Dataset records
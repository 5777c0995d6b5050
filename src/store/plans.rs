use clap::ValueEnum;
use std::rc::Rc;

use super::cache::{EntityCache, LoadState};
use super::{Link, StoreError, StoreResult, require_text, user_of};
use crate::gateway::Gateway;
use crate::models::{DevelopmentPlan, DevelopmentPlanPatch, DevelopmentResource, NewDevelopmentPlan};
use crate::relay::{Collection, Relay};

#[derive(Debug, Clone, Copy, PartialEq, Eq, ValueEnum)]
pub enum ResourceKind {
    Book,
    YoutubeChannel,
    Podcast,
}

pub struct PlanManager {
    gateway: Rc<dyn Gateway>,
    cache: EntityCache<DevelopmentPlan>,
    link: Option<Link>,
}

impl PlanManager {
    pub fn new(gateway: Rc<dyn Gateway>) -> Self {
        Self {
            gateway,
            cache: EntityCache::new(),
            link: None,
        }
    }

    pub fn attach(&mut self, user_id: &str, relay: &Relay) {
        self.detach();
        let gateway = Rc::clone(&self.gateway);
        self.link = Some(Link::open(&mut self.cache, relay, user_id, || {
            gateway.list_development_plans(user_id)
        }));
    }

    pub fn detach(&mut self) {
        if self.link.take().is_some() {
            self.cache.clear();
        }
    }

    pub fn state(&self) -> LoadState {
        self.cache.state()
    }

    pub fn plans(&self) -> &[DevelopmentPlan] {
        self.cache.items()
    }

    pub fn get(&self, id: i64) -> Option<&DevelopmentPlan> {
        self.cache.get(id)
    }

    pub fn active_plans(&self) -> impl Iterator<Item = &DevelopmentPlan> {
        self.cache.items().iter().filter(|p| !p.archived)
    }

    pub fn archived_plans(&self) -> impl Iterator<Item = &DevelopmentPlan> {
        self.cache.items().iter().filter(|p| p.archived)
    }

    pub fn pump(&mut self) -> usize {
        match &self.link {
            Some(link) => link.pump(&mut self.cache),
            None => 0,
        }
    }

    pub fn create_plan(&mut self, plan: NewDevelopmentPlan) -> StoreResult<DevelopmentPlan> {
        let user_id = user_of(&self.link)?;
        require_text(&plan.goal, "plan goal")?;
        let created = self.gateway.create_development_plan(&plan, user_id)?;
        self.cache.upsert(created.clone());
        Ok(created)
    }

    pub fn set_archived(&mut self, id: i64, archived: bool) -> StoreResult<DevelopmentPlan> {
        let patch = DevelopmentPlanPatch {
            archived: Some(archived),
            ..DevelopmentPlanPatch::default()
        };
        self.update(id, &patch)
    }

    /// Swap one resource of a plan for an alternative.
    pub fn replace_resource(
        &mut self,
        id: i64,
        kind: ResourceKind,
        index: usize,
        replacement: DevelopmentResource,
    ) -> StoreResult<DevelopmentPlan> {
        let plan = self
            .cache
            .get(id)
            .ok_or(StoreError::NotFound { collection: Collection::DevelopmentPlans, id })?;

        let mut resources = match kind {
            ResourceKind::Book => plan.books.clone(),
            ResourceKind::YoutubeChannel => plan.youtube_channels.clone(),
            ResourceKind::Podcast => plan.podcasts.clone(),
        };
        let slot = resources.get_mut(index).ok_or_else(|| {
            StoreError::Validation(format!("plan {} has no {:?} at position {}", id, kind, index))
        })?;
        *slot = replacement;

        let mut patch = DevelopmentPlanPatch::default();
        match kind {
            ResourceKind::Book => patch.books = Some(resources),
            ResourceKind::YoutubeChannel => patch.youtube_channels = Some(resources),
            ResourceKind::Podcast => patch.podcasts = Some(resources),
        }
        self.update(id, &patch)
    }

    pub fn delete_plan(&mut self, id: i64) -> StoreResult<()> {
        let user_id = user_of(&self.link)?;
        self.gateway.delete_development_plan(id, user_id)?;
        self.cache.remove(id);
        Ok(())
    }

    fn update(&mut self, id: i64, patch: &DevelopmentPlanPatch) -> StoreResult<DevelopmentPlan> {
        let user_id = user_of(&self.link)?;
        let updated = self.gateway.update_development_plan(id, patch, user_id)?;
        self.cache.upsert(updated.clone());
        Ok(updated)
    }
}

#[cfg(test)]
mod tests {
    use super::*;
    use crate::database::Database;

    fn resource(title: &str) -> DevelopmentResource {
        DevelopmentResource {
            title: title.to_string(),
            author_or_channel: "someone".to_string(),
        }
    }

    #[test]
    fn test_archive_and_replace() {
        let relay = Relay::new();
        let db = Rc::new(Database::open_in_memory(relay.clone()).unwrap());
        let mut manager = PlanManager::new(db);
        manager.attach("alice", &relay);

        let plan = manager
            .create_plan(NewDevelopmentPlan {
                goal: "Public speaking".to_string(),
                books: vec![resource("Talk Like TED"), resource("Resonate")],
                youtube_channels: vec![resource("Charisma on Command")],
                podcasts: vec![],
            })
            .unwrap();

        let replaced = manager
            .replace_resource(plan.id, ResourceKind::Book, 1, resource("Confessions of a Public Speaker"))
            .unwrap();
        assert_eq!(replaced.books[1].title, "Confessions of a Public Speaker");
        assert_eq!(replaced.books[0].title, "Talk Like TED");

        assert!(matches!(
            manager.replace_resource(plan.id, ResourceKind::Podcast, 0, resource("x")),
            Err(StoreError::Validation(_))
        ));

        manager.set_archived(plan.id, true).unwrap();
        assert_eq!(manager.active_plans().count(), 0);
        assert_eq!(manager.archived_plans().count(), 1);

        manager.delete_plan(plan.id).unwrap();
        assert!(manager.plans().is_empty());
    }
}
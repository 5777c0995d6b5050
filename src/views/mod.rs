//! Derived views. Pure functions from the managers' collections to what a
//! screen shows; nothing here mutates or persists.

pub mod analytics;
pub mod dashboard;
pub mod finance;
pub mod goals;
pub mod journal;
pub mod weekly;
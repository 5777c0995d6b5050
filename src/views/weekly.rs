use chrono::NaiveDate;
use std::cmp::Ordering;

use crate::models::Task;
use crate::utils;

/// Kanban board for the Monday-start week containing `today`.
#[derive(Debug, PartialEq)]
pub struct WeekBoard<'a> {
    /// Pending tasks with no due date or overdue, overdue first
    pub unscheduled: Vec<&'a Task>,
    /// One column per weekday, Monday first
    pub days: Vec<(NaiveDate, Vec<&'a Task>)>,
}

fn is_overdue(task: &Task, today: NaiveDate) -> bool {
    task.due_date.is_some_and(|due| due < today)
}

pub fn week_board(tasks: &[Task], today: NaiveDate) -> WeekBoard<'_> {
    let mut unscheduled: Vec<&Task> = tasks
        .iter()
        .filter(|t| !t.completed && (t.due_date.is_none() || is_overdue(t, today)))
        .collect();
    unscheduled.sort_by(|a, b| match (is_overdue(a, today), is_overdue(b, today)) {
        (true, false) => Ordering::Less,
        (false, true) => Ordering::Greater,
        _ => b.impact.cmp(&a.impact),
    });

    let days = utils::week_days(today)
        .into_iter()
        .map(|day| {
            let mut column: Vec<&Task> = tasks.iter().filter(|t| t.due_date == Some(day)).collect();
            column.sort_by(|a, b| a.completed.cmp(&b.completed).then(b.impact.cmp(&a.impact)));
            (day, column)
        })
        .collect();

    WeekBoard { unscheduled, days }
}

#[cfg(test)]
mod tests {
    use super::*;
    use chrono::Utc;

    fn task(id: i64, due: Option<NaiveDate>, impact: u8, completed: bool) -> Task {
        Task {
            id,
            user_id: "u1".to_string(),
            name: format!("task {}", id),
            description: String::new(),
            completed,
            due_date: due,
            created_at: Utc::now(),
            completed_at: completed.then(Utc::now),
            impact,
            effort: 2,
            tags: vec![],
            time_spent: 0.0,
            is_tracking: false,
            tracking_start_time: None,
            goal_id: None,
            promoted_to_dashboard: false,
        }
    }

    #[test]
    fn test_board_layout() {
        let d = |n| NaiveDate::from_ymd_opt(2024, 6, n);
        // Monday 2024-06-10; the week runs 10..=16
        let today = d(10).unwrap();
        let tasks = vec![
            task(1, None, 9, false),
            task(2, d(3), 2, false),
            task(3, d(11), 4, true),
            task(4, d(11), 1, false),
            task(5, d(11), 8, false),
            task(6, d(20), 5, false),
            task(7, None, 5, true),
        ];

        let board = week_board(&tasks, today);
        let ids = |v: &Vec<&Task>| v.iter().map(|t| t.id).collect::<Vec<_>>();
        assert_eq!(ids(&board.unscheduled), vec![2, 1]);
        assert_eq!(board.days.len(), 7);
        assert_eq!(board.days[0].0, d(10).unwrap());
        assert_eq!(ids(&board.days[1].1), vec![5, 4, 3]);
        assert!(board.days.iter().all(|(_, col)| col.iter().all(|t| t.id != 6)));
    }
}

- Task to carry out
Only lines containing the string "replacement" are needed. Pull each of them out of the records above.

- Your solution
        replacement: DevelopmentResource,
        *slot = replacement;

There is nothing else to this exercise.